1 serving (100 grams) contains 100 calories, 1.0 grams of protein, 6.0 grams of fat, and 10.0 grams of carbohydrates.
Calories |
238.1 | ||
|---|---|---|---|
% Daily Value* |
|||
| Total Fat | 14.3 g | 18% | |
| Saturated Fat | 2.4 g | 12% | |
| Polyunsaturated Fat | 0 g | ||
| Cholesterol | 11.9 mg | 3% | |
| Sodium | 357.1 mg | 15% | |
| Total Carbohydrates | 23.8 g | 8% | |
| Dietary Fiber | 4.8 g | 17% | |
| Sugars | 19.0 g | ||
| protein | 2.4 g | 4% | |
| Vitamin D | 0 mcg | 0% | |
| Calcium | 71.4 mg | 5% | |
| Iron | 1.2 mg | 6% | |
| Potassium | 357.1 mg | 7% | |
* Percent Daily Values are based on a 2,000 calorie diet. Your daily values may be higher or lower depending on your calorie needs.
Raising Cane's Coleslaw is a creamy, tangy side dish made primarily from shredded cabbage, carrots, and a mayonnaise-based dressing. Originating as a staple in Southern and American cuisines, coleslaw often complements fried or grilled dishes like chicken and fish. A typical serving (about 85 grams) contains approximately 100-150 calories, with most of the content coming from fats and carbohydrates due to the creamy dressing. It also provides small amounts of dietary fiber, vitamin C, vitamin K, and some calcium from the vegetables. However, it is relatively high in sodium and added sugars, depending on the dressing's formulation.
Store coleslaw in the refrigerator in an airtight container and consume within 2-3 days for optimal freshness and flavor.
Raising Cane's coleslaw contains approximately 100 calories per serving (3.5 oz or about 99g). It has about 1g of protein, 8g of fat, and 6g of carbohydrates, including 2g of dietary fiber and 4g of sugars. It also provides small amounts of vitamins like vitamin C, although it is not a significant source of other nutrients.
Raising Cane's coleslaw is not ideal for a strict keto diet due to its 6g of carbohydrates per serving, 4g of which come from sugars. While it can be enjoyed in moderation if you're on a low-carb diet, those on a tight keto plan may want to avoid it or replace it with a lower-carb option.

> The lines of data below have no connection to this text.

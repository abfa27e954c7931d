//! FileWriter collaborators used by the DataCollector.
//!
//! Persistence formats live outside this crate. A writer only has to accept
//! a run number, then composites in order, and report how many bytes it has
//! written so far. Writers are looked up by name in a [`WriterRegistry`]
//! built at startup.

use crate::error::{AppResult, DaqError};
use crate::event::Event;
use parking_lot::Mutex;
use std::collections::BTreeMap;
use std::sync::Arc;

/// Sink for composite events.
pub trait FileWriter: Send {
    /// Called once before the first composite of `run`.
    fn start_run(&mut self, run: u32) -> AppResult<()>;

    /// Writes one composite.
    fn write_event(&mut self, ev: &Arc<Event>) -> AppResult<()>;

    /// Bytes written so far in the current run.
    fn file_bytes(&self) -> u64;
}

/// Discards composites, counting their serialized size.
#[derive(Debug, Default)]
pub struct NullWriter {
    bytes: u64,
}

impl FileWriter for NullWriter {
    fn start_run(&mut self, _run: u32) -> AppResult<()> {
        self.bytes = 0;
        Ok(())
    }

    fn write_event(&mut self, ev: &Arc<Event>) -> AppResult<()> {
        self.bytes += ev.to_bytes().len() as u64;
        Ok(())
    }

    fn file_bytes(&self) -> u64 {
        self.bytes
    }
}

/// Composites and run starts recorded by a [`MemoryWriter`].
#[derive(Debug, Default)]
pub struct MemoryStore {
    /// Run numbers passed to `start_run`, in order.
    pub runs: Vec<u32>,
    /// Every composite written.
    pub events: Vec<Arc<Event>>,
}

/// Shared handle onto a [`MemoryStore`].
pub type SharedStore = Arc<Mutex<MemoryStore>>;

/// Keeps composites in memory so they can be inspected afterwards.
#[derive(Debug, Clone, Default)]
pub struct MemoryWriter {
    store: SharedStore,
    bytes: u64,
}

impl MemoryWriter {
    /// Writer appending to `store`.
    pub fn new(store: SharedStore) -> Self {
        Self { store, bytes: 0 }
    }

    /// Handle onto the recorded data.
    pub fn store(&self) -> SharedStore {
        Arc::clone(&self.store)
    }
}

impl FileWriter for MemoryWriter {
    fn start_run(&mut self, run: u32) -> AppResult<()> {
        self.bytes = 0;
        self.store.lock().runs.push(run);
        Ok(())
    }

    fn write_event(&mut self, ev: &Arc<Event>) -> AppResult<()> {
        self.bytes += ev.to_bytes().len() as u64;
        self.store.lock().events.push(Arc::clone(ev));
        Ok(())
    }

    fn file_bytes(&self) -> u64 {
        self.bytes
    }
}

/// Builds a fresh writer for each run.
pub type WriterFactory = Box<dyn Fn() -> Box<dyn FileWriter> + Send + Sync>;

/// Name-keyed table of writer factories.
pub struct WriterRegistry {
    factories: BTreeMap<String, WriterFactory>,
}

impl std::fmt::Debug for WriterRegistry {
    fn fmt(&self, f: &mut std::fmt::Formatter<'_>) -> std::fmt::Result {
        f.debug_struct("WriterRegistry")
            .field("names", &self.factories.keys().collect::<Vec<_>>())
            .finish()
    }
}

impl Default for WriterRegistry {
    fn default() -> Self {
        Self::with_defaults()
    }
}

impl WriterRegistry {
    /// Empty registry.
    pub fn new() -> Self {
        Self {
            factories: BTreeMap::new(),
        }
    }

    /// Registry with `null` and a `memory` writer backed by a fresh store.
    pub fn with_defaults() -> Self {
        let mut registry = Self::new();
        registry.register("null", Box::new(|| Box::new(NullWriter::default()) as Box<dyn FileWriter>));
        registry.register_memory(SharedStore::default());
        registry
    }

    /// Registers `name`, replacing any previous factory.
    pub fn register(&mut self, name: &str, factory: WriterFactory) {
        self.factories.insert(name.to_ascii_lowercase(), factory);
    }

    /// Registers `memory` writing into `store`.
    pub fn register_memory(&mut self, store: SharedStore) {
        self.register(
            "memory",
            Box::new(move || Box::new(MemoryWriter::new(Arc::clone(&store))) as Box<dyn FileWriter>),
        );
    }

    /// Builds the writer registered as `name`.
    pub fn create(&self, name: &str) -> AppResult<Box<dyn FileWriter>> {
        let factory = self.factories.get(&name.to_ascii_lowercase()).ok_or_else(|| {
            DaqError::Configuration(format!(
                "unknown file writer '{name}', registered: {}",
                self.factories.keys().cloned().collect::<Vec<_>>().join(", ")
            ))
        })?;
        Ok(factory())
    }
}

#[cfg(test)]
mod tests {
    use super::*;

    #[test]
    fn test_null_writer_counts_bytes() {
        let mut writer = NullWriter::default();
        writer.start_run(3).unwrap();
        let ev = Arc::new(Event::raw("Test", 0, 3, 1));
        writer.write_event(&ev).unwrap();
        assert_eq!(writer.file_bytes(), ev.to_bytes().len() as u64);
        writer.start_run(4).unwrap();
        assert_eq!(writer.file_bytes(), 0);
    }

    #[test]
    fn test_memory_writer_shares_store() {
        let store = SharedStore::default();
        let mut registry = WriterRegistry::new();
        registry.register_memory(Arc::clone(&store));

        let mut writer = registry.create("Memory").unwrap();
        writer.start_run(9).unwrap();
        writer.write_event(&Arc::new(Event::bore("Test", 1, 9))).unwrap();

        let store = store.lock();
        assert_eq!(store.runs, vec![9]);
        assert_eq!(store.events.len(), 1);
        assert!(store.events[0].is_bore());
    }

    #[test]
    fn test_unknown_writer() {
        let registry = WriterRegistry::with_defaults();
        let err = registry.create("root").err().unwrap();
        assert!(err.to_string().contains("null"));
        assert!(registry.create("null").is_ok());
    }
}
impl ClientHandshake {
    /// Starts a handshake for a client with the given identity.
    pub fn new(channel: Channel, role: impl Into<String>, name: impl Into<String>) -> Self {
        Self {
            channel,
            role: role.into(),
            name: name.into(),
            state: HandshakeState::Unidentified,
            peer_view: None,
        }
    }

    /// Checks the server greeting and returns the identification to send.
    pub fn on_greeting(&mut self, packet: &[u8]) -> AppResult<String> {
        let text = String::from_utf8_lossy(packet);
        let tokens: Vec<&str> = text.split_whitespace().collect();
        let expected = ["OK", "EUDAQ", self.channel.as_str(), self.channel.server_role()];
        if tokens.len() < 4 || tokens[..4] != expected {
            if tokens.first() == Some(&"ERROR") {
                return Err(DaqError::Protocol(format!("Connection refused by server: '{text}'")));
            }
            return Err(DaqError::Protocol(format!("Invalid response from server: '{text}'")));
        }
        self.peer_view = tokens.get(4).map(|s| s.to_string());
        Ok(identification(self.channel, &self.role, &self.name))
    }

    /// Checks the acknowledgement.
    ///
    /// Returns `true` on the transition to identified; a duplicate
    /// acknowledgement afterwards returns `false` and changes nothing.
    pub fn on_ack(&mut self, packet: &[u8]) -> AppResult<bool> {
        if self.state.is_identified() {
            return Ok(false);
        }
        let text = String::from_utf8_lossy(packet);
        if text.split_whitespace().next() != Some("OK") {
            return Err(DaqError::Protocol(format!("Connection refused: '{text}'")));
        }
        self.state = HandshakeState::Identified;
        Ok(true)
    }

    /// Current state.
    pub fn state(&self) -> HandshakeState {
        self.state
    }

    /// Our own address as seen by the server, when the greeting carried it.
    pub fn peer_view(&self) -> Option<&str> {
        self.peer_view.as_deref()
    }

    /// Runs the full exchange over `client`.
    ///
    /// The null transport has no server to talk to and is identified at once.
    pub async fn perform(
        mut self,
        client: &mut dyn TransportClient,
        greeting_timeout: Duration,
        ack_timeout: Duration,
    ) -> AppResult<Self> {
        if client.is_null() {
            self.state = HandshakeState::Identified;
            return Ok(self);
        }
        let greeting = client
            .receive(greeting_timeout)
            .await?
            .ok_or_else(|| DaqError::Timeout(format!("greeting from {}", client.remote())))?;
        let reply = self.on_greeting(&greeting)?;
        client.send(reply.as_bytes()).await?;
        let ack = client
            .receive(ack_timeout)
            .await?
            .ok_or_else(|| DaqError::Timeout(format!("acknowledgement from {}", client.remote())))?;
        self.on_ack(&ack)?;
        debug!(channel = %self.channel, role = %self.role, name = %self.name, "Handshake complete with {}", client.remote());
        Ok(self)
    }
}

Raising Cane's coleslaw can be a source of vegetables and contains dietary fiber, but it is relatively high in fat and includes added sugars. It should be eaten in moderation as part of a balanced diet, particularly if you're monitoring calorie or sugar intake. It's not considered nutrient-dense compared to homemade or fresh coleslaw variations.
The standard serving size of Raising Cane's coleslaw is 3.5 oz (about 99g), which is typically included as a side portion with their meal combos. For most people, this is an appropriate portion for a side dish, but those looking to moderate their calorie or sugar intake may consider eating less.
Raising Cane's coleslaw is sweeter and higher in fats and sugars compared to most homemade recipes, which can be customized for lower calorie or sugar content. Homemade coleslaw gives you control over the ingredients, such as using less mayonnaise, adding more fresh vegetables, or omitting sugar entirely, making it potentially healthier and more tailored to dietary needs.
Our nutrition data comes from trusted, authoritative sources to ensure accuracy and reliability. Below are specific scientific references and authoritative sources for this food item.
Additional Authoritative Sources:
Daily value percentages based on FDA guidelines. Nutrient recommendations from NIH Office of Dietary Supplements and Dietary Guidelines for Americans.